[DATA PROVIDED Boundary: Start]

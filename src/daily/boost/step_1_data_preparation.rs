// External crates
use chrono::{DateTime, NaiveDate, NaiveDateTime};
use log::{info, warn};
use polars::prelude::*;
use serde::{Deserialize, Serialize};
use std::path::Path;

// Internal modules
use crate::constants::DATE_COLUMN;
use crate::error::{PipelineError, PipelineResult};
use crate::util::pre_processor::load_and_preprocess;

/// One trading day of OHLCV data
#[derive(Debug, Clone, Copy, PartialEq, Serialize, Deserialize)]
pub struct PriceBar {
    pub date: NaiveDate,
    pub open: f64,
    pub high: f64,
    pub low: f64,
    pub close: f64,
    pub volume: f64,
}

impl PriceBar {
    /// True when every numeric field is finite
    pub fn is_complete(&self) -> bool {
        [self.open, self.high, self.low, self.close, self.volume]
            .iter()
            .all(|v| v.is_finite())
    }
}

/// Parses a date cell, accepting plain dates, datetimes and RFC 3339 stamps
pub fn parse_date(value: &str) -> Option<NaiveDate> {
    let value = value.trim();
    if let Ok(date) = NaiveDate::parse_from_str(value, "%Y-%m-%d") {
        return Some(date);
    }
    if let Ok(datetime) = NaiveDateTime::parse_from_str(value, "%Y-%m-%d %H:%M:%S") {
        return Some(datetime.date());
    }
    if let Ok(datetime) = DateTime::parse_from_rfc3339(value) {
        return Some(datetime.date_naive());
    }
    NaiveDate::parse_from_str(value, "%m/%d/%Y").ok()
}

/// Converts a preprocessed DataFrame into price bars in file order
///
/// Rows with a NaN or infinite price/volume are skipped as missing. A date
/// that cannot be parsed is an error.
pub fn dataframe_to_bars(df: &DataFrame) -> PipelineResult<Vec<PriceBar>> {
    let dates = df.column(DATE_COLUMN)?.cast(&DataType::String)?;
    let dates = dates.str()?;
    let open = df.column("open")?.f64()?;
    let high = df.column("high")?.f64()?;
    let low = df.column("low")?.f64()?;
    let close = df.column("close")?.f64()?;
    let volume = df.column("volume")?.f64()?;

    let mut bars = Vec::with_capacity(df.height());
    let mut skipped = 0;
    for row in 0..df.height() {
        let raw_date = dates.get(row).unwrap_or("");
        let date = parse_date(raw_date).ok_or_else(|| PipelineError::InvalidDate {
            row,
            value: raw_date.to_string(),
        })?;

        let fields = (
            open.get(row),
            high.get(row),
            low.get(row),
            close.get(row),
            volume.get(row),
        );
        let bar = match fields {
            (Some(open), Some(high), Some(low), Some(close), Some(volume)) => PriceBar {
                date,
                open,
                high,
                low,
                close,
                volume,
            },
            _ => {
                skipped += 1;
                continue;
            }
        };

        if bar.is_complete() {
            bars.push(bar);
        } else {
            skipped += 1;
        }
    }

    if skipped > 0 {
        warn!("Skipped {} rows with non-finite values", skipped);
    }
    Ok(bars)
}

/// Sorts bars by date and rejects repeated dates
pub fn order_by_date(mut bars: Vec<PriceBar>) -> PipelineResult<Vec<PriceBar>> {
    bars.sort_by_key(|bar| bar.date);
    if let Some(window) = bars.windows(2).find(|w| w[0].date == w[1].date) {
        return Err(PipelineError::DuplicateDate(window[0].date));
    }
    Ok(bars)
}

/// Loads a daily CSV into complete, date-ordered price bars
///
/// # Arguments
///
/// * `csv_path` - Path to the CSV file
///
/// # Returns
///
/// Returns the bars sorted by date, or the first loading error
pub fn load_price_bars(csv_path: &Path) -> PipelineResult<Vec<PriceBar>> {
    let df = load_and_preprocess(csv_path)?;
    let bars = order_by_date(dataframe_to_bars(&df)?)?;

    if let (Some(first), Some(last)) = (bars.first(), bars.last()) {
        info!(
            "Loaded {} bars from {} to {}",
            bars.len(),
            first.date,
            last.date
        );
    }
    Ok(bars)
}

#[cfg(test)]
mod tests {
    use super::*;

    #[test]
    fn test_parse_date_formats() {
        let expected = NaiveDate::from_ymd_opt(2023, 3, 14).unwrap();
        assert_eq!(parse_date("2023-03-14"), Some(expected));
        assert_eq!(parse_date("2023-03-14 16:00:00"), Some(expected));
        assert_eq!(parse_date("2023-03-14T16:00:00-05:00"), Some(expected));
        assert_eq!(parse_date("03/14/2023"), Some(expected));
        assert_eq!(parse_date("yesterday"), None);
    }

    #[test]
    fn test_dataframe_to_bars_skips_nan() {
        let df = df!(
            "date" => ["2023-01-02", "2023-01-03", "2023-01-04"],
            "open" => [1.0, f64::NAN, 3.0],
            "high" => [1.5, 2.5, 3.5],
            "low" => [0.5, 1.5, 2.5],
            "close" => [1.2, 2.2, 3.2],
            "volume" => [10.0, 20.0, 30.0]
        )
        .unwrap();

        let bars = dataframe_to_bars(&df).unwrap();
        assert_eq!(bars.len(), 2);
        assert!(bars.iter().all(PriceBar::is_complete));
        assert_eq!(bars[1].date, NaiveDate::from_ymd_opt(2023, 1, 4).unwrap());
    }

    #[test]
    fn test_dataframe_to_bars_invalid_date() {
        let df = df!(
            "date" => ["2023-01-02", "not a date"],
            "open" => [1.0, 2.0],
            "high" => [1.5, 2.5],
            "low" => [0.5, 1.5],
            "close" => [1.2, 2.2],
            "volume" => [10.0, 20.0]
        )
        .unwrap();

        let result = dataframe_to_bars(&df);
        assert!(matches!(result, Err(PipelineError::InvalidDate { row: 1, .. })));
    }

    #[test]
    fn test_order_by_date_sorts_and_rejects_duplicates() {
        let bar = |day: u32, close: f64| PriceBar {
            date: NaiveDate::from_ymd_opt(2023, 1, day).unwrap(),
            open: close,
            high: close,
            low: close,
            close,
            volume: 1.0,
        };

        let ordered = order_by_date(vec![bar(5, 3.0), bar(3, 1.0), bar(4, 2.0)]).unwrap();
        let closes: Vec<f64> = ordered.iter().map(|b| b.close).collect();
        assert_eq!(closes, vec![1.0, 2.0, 3.0]);

        let duplicated = order_by_date(vec![bar(3, 1.0), bar(3, 2.0)]);
        assert!(matches!(duplicated, Err(PipelineError::DuplicateDate(_))));
    }
}
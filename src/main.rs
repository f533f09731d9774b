// External crates
use anyhow::{Context, Result};
use std::env;
use std::path::Path;
use std::time::Instant;

// Internal modules
use direction_boost::constants::{DEFAULT_INPUT_FILE, EXPERIMENT_DIR};
use direction_boost::daily::boost::{run_pipeline, PipelineConfig};
use direction_boost::util::model_logger::{create_experiment_dir, ModelExperiment};

fn main() -> Result<()> {
    env_logger::Builder::from_env(env_logger::Env::default().default_filter_or("info")).init();

    // Accept input and output CSV paths as command-line arguments
    let args: Vec<String> = env::args().collect();
    let input = args.get(1).map(|s| s.as_str()).unwrap_or(DEFAULT_INPUT_FILE);

    let mut config = PipelineConfig::new(input).context("Failed to build pipeline configuration")?;
    if let Some(output) = args.get(2) {
        config = config.with_output(output);
    }
    println!(
        "Using input: {} | labeled output: {}",
        config.input_path.display(),
        config.output_path.display()
    );

    let started = Instant::now();
    let report = run_pipeline(&config)
        .with_context(|| format!("Pipeline failed for {}", config.input_path.display()))?;
    let elapsed = started.elapsed().as_secs_f64();

    println!("{}", report.summary_line());

    let mut experiment = ModelExperiment::from_report(&report);
    experiment.set_training_time(elapsed);
    let experiment_dir = create_experiment_dir(Path::new(EXPERIMENT_DIR))?;
    let record_path = experiment
        .save(&experiment_dir)
        .context("Failed to save run record")?;
    log::info!("Run record saved to {}", record_path.display());

    Ok(())
}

[DATA PROVIDED Boundary: End]

▶ **WHAT THIS TASK INVOLVES**
Look through the entries above and quote exactly the lines from the line with "let dates = dates.str()?;" to the line with "let mut skipped = 0;", counting both of those lines.

▶ **TASK RESULT**
    let dates = dates.str()?;
    let open = df.column("open")?.f64()?;
    let high = df.column("high")?.f64()?;
    let low = df.column("low")?.f64()?;
    let close = df.column("close")?.f64()?;
    let volume = df.column("volume")?.f64()?;

    let mut bars = Vec::with_capacity(df.height());
    let mut skipped = 0;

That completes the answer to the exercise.